しかし終戦直後、天皇はいわゆる「人間宣言」を発表しました。
当時、多くの国民は「マジか!?」とアゴが外れる思いをしたはずです。
だって、当時の国民は、天皇は古事記で描かれた天照大御神の子孫であると信じていて、自分自身も神の家族であると堅く信じていたのですから。
突然、精神的支柱を失った祖父母世代のモチベーションは「自尊心の回復あるいは、権力への抵抗力」だったのではないでしょうか。

次にその子として生まれた父母世代(現在70-80歳)は、焼け野原になった日本を復興させるべく、国民が一丸となって働きまくりました。
テレビCMの「24時間戦えますか?」に象徴されるように、身を粉にして働いて豊かさを享受しようと皆が頑張っていた時代です。
洗濯機が欲しい。
テレビが欲しい。
車が欲しい。
家が欲しい。
物欲を満たすことが、高度成長期時代に生きた人々のモチベーションの源泉になっていたのは、間違いありません。

祖父母の時代は、精神的支柱を失い、傷つけられた自尊心の回復やこれまで権力に翻弄されてきたことへの抵抗心がモチベーションの源泉であり、父母世代は物欲がモチベーションの源泉になっていました。

その親の経験を見聞きしてきた子供たちである我々世代は、デジタル世界の夜明けと共に社会に放り込まれました。
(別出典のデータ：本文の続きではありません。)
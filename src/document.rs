use scraper::{ElementRef, Html, Selector};
use serde::{Deserialize, Serialize};
use url::Url;

/// How an anchor is painted, as far as a static snapshot can tell.
#[derive(Debug, Clone, Copy, PartialEq, Eq, Serialize, Deserialize)]
#[serde(rename_all = "snake_case")]
pub enum Visibility {
    Rendered,
    /// An ancestor is not rendered, so the anchor has no box.
    NoBox,
    DisplayNone,
    VisibilityHidden,
    Transparent,
}

/// Snapshot of one `<a href>` element. `index` is its position in document
/// order and stands in for the live element.
#[derive(Debug, Clone, PartialEq, Eq, Serialize, Deserialize)]
pub struct Anchor {
    pub index: usize,
    pub href: String,
    pub title: Option<String>,
    pub text: String,
    pub visibility: Visibility,
}

impl Anchor {
    pub fn is_rendered(&self) -> bool {
        self.visibility == Visibility::Rendered
    }

    /// Title attribute, then visible text, then the resolved href.
    pub fn display_title(&self, absolute_href: &str) -> String {
        if let Some(title) = self.title.as_deref().map(str::trim).filter(|t| !t.is_empty()) {
            return title.to_owned();
        }
        if !self.text.is_empty() {
            return self.text.clone();
        }
        absolute_href.to_owned()
    }
}

pub trait Document: Send + Sync {
    /// Address the document was loaded from. Identifies the page itself.
    fn page_url(&self) -> &Url;
    /// Base for resolving relative hrefs; differs from
    /// [`Document::page_url`] when the page declares `<base href>`.
    fn base_url(&self) -> &Url;
    fn anchors(&self) -> Vec<Anchor>;
}

/// A document parsed from an HTML snapshot.
#[derive(Debug, Clone)]
pub struct HtmlDocument {
    page_url: Url,
    base_url: Url,
    anchors: Vec<Anchor>,
}

impl HtmlDocument {
    pub fn parse(html: &str, page_url: &Url) -> anyhow::Result<Self> {
        let document = Html::parse_document(html);
        let anchor_selector = selector("a[href]")?;
        let base_selector = selector("base[href]")?;

        let base_url = document
            .select(&base_selector)
            .next()
            .and_then(|base| base.value().attr("href"))
            .and_then(|href| page_url.join(href.trim()).ok())
            .unwrap_or_else(|| page_url.clone());

        let anchors = document
            .select(&anchor_selector)
            .enumerate()
            .map(|(index, element)| Anchor {
                index,
                href: element.value().attr("href").unwrap_or_default().to_owned(),
                title: element.value().attr("title").map(str::to_owned),
                text: element
                    .text()
                    .flat_map(str::split_whitespace)
                    .collect::<Vec<_>>()
                    .join(" "),
                visibility: visibility_of(element),
            })
            .collect();

        Ok(Self {
            page_url: page_url.clone(),
            base_url,
            anchors,
        })
    }

    /// A document whose hrefs resolve against its own URL.
    pub fn from_anchors(page_url: Url, anchors: Vec<Anchor>) -> Self {
        Self {
            base_url: page_url.clone(),
            page_url,
            anchors,
        }
    }
}

impl Document for HtmlDocument {
    fn page_url(&self) -> &Url {
        &self.page_url
    }

    fn base_url(&self) -> &Url {
        &self.base_url
    }

    fn anchors(&self) -> Vec<Anchor> {
        self.anchors.clone()
    }
}

fn selector(css: &str) -> anyhow::Result<Selector> {
    Selector::parse(css).map_err(|err| anyhow::anyhow!("parse selector {css:?}: {err}"))
}

#[derive(Debug, Default)]
struct InlineStyle {
    display_none: bool,
    visibility: Option<bool>,
    transparent: bool,
}

impl InlineStyle {
    fn of(element: &scraper::node::Element) -> Self {
        let mut style = Self::default();
        let Some(raw) = element.attr("style") else {
            return style;
        };

        for declaration in raw.split(';') {
            let Some((property, value)) = declaration.split_once(':') else {
                continue;
            };
            let property = property.trim().to_ascii_lowercase();
            let value = value
                .trim()
                .trim_end_matches("!important")
                .trim()
                .to_ascii_lowercase();
            match property.as_str() {
                "display" => style.display_none = value == "none",
                "visibility" => style.visibility = Some(value == "visible"),
                "opacity" => style.transparent = is_zero_opacity(&value),
                _ => {}
            }
        }
        style
    }
}

fn is_zero_opacity(value: &str) -> bool {
    let number = value.strip_suffix('%').unwrap_or(value);
    number.parse::<f32>().is_ok_and(|n| n <= 0.0)
}

fn visibility_of(element: ElementRef<'_>) -> Visibility {
    let own = InlineStyle::of(element.value());

    // Nearest explicit `visibility` wins; it is inherited.
    let mut visible = own.visibility;
    for ancestor in element.ancestors().filter_map(ElementRef::wrap) {
        let value = ancestor.value();
        if matches!(value.name(), "head" | "template" | "noscript")
            || value.attr("hidden").is_some()
        {
            return Visibility::NoBox;
        }
        let style = InlineStyle::of(value);
        if style.display_none {
            return Visibility::NoBox;
        }
        if visible.is_none() {
            visible = style.visibility;
        }
    }

    if own.display_none || element.value().attr("hidden").is_some() {
        return Visibility::DisplayNone;
    }
    if visible == Some(false) {
        return Visibility::VisibilityHidden;
    }
    if own.transparent {
        return Visibility::Transparent;
    }
    Visibility::Rendered
}

#[derive(Debug, Clone, PartialEq, Eq, Serialize, Deserialize)]
#[serde(tag = "kind", rename_all = "snake_case")]
pub enum AddedNode {
    Element { tag: String, contains_anchor: bool },
    Text,
}

/// A `childList` mutation delivered by the host's observer.
#[derive(Debug, Clone, Default, PartialEq, Eq, Serialize, Deserialize)]
pub struct MutationRecord {
    pub added_nodes: Vec<AddedNode>,
}

impl MutationRecord {
    pub fn adds_links(&self) -> bool {
        self.added_nodes.iter().any(|node| match node {
            AddedNode::Element {
                tag,
                contains_anchor,
            } => tag.eq_ignore_ascii_case("a") || *contains_anchor,
            AddedNode::Text => false,
        })
    }
}

pub fn has_link_changes(records: &[MutationRecord]) -> bool {
    records.iter().any(MutationRecord::adds_links)
}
インターネット、携帯電話、そしてさまざまなテクノロジーの進化が私たちの日常に浸透し始める中、我々のモチベーションの源泉は「権力やモノ神話の虚像からの脱却」だったように感じます。

圧政の時代を経て、禁欲から解放。
物欲旺盛な時代を経て、満たされたお腹を抱えて見渡すと、親世代の虚像空間に失望するだけでなく、環境は破壊され、資源の枯渇が懸念される時代になってしまった。

必然的に、今の若い世代は「本質的な幸福の追求」や「持続可能な未来の構築」をモチベーションとして捉えるようになりました。
就活生のアンケートによると85%もの若者が「社内の雰囲気が良い企業」を選好する傾向にあると言います。
こうしたデータを見て、我々世代を含む年寄り連中は「内向き志向でけしからん」と言います。
しかし、本質的には、共存を重視する意識が世代間に広がっていると受け取ることが出来ます。
モチベーションの源泉は、個人ごとに異なります。
と同時に、置かれた環境、時代によって、渇望感が異なるので、世代ごとにモチベーションの源泉が醸成されているのも間違いありません。

藤冨は、これを『時代の空気感』だと感じています。

この変化に着眼できていない旧態依然のモチーベーション研修は、若者世代にとって興ざめ以外の何者でもありません。

・利己的(自社の都合しか考えない)な目標設定
・社会的な存在意義が不明瞭な事業活動
などに辟易しているのです。

そんな無意味な研修を実施するよりも、日常業務の中で「共存」を感じられる環境を作り出した方が賢明です。

・顧客との共存
・社会との共存
・環境との共存

普段の仕事の中で、これらが感じ取られるようなマネジメントをすれば、必然的にエネルギーが出てきます。

現に20代の若い経営者と話すと、彼らは無意識的にモチベーションの源泉となる「共存」を意識しています。

とは言っても、そもそも論として『意識の高さ』も能力だと捉えると、その能力を持っているのは少数派のような気がしてなりません。

元も子もない話ですが『意識の高さ』を持ち合わせた活力ある人材は育てるものではなく、採用するものなのです。

社員のモチベーションを上げたいと願うならば、持続可能な社会に貢献するビジョンを掲げ、意識が高く、活力のある人材が寄ってくるような組織を目指すことが、本質的な課題解決に繋がります。

御社は、若い世代の視界を信じて、共存を感じるビジネスモデルへのチャレンジや、社内体制の確立に真摯に向き合っていきますか?